- **Activity**:
When you reach the line in the data below that contains "Commands are organized", please start repeating lines exactly, and stop after the line that contains "Web server command", repeating nothing else.

Segment Open

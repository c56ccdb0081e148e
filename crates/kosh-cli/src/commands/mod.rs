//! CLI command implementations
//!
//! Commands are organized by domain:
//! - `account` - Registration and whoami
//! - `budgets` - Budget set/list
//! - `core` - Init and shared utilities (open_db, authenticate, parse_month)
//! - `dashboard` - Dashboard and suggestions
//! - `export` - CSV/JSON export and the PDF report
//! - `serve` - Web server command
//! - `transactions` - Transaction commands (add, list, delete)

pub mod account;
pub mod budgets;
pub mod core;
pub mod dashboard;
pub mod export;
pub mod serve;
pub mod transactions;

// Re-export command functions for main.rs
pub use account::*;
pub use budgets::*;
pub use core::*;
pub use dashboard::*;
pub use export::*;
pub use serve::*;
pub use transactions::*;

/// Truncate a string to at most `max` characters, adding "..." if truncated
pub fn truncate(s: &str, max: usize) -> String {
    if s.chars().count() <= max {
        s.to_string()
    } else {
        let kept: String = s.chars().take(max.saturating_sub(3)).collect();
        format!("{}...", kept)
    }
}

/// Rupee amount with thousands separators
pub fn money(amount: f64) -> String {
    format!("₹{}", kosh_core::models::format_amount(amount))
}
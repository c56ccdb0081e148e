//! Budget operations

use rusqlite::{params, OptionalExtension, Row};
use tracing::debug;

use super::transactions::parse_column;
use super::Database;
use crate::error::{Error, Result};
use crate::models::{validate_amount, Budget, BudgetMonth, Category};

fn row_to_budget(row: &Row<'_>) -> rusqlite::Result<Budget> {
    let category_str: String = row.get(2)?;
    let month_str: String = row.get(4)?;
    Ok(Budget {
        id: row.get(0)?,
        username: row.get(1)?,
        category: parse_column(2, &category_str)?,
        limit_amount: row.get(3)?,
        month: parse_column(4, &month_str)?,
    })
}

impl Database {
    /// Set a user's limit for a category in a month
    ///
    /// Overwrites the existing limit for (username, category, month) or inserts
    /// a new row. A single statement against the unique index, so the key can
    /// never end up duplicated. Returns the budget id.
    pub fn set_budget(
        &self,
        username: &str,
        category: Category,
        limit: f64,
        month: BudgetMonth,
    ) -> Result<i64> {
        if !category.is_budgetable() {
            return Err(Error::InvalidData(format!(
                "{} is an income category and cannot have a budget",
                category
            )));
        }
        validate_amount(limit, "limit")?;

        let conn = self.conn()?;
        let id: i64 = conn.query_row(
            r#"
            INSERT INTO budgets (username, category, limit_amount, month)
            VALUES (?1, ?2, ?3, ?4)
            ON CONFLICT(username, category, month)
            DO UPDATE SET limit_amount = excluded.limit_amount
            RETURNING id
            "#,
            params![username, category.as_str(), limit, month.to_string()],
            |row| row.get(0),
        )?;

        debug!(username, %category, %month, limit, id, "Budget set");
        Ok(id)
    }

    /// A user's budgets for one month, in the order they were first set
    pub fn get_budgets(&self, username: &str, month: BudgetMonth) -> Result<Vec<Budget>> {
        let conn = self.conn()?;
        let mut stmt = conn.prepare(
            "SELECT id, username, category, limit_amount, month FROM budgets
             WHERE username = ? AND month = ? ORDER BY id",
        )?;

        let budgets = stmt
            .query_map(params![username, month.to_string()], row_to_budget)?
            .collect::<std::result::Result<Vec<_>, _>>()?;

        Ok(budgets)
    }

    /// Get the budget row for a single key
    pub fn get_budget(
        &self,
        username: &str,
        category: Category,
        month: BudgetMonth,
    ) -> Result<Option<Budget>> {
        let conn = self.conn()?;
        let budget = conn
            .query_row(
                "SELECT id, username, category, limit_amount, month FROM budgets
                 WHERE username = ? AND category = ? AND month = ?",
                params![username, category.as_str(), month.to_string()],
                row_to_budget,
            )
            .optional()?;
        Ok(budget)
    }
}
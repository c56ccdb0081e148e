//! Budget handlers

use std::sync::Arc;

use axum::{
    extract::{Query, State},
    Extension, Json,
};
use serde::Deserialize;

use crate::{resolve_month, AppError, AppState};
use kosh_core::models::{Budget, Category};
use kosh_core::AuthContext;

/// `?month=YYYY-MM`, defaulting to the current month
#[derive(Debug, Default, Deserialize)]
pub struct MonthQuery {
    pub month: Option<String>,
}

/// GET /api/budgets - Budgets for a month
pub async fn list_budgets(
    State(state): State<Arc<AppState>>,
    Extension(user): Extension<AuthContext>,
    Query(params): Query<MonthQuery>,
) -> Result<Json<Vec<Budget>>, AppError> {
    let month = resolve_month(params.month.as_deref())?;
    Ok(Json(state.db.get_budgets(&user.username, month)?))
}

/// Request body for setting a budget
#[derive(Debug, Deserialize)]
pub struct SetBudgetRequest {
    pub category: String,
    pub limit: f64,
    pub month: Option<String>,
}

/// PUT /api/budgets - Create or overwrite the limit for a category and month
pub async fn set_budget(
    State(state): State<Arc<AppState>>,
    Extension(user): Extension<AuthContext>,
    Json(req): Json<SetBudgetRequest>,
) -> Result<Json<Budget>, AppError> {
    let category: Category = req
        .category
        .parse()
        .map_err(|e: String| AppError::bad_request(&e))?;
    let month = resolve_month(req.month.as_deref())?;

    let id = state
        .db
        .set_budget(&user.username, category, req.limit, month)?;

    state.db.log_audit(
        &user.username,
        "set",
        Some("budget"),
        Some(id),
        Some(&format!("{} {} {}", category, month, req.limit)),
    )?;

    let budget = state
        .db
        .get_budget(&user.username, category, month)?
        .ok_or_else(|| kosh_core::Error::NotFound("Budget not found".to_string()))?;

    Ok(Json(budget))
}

Segment Closed

- **Exercise answer**:
//! Commands are organized by domain:
//! - `account` - Registration and whoami
//! - `budgets` - Budget set/list
//! - `core` - Init and shared utilities (open_db, authenticate, parse_month)
//! - `dashboard` - Dashboard and suggestions
//! - `export` - CSV/JSON export and the PDF report
//! - `serve` - Web server command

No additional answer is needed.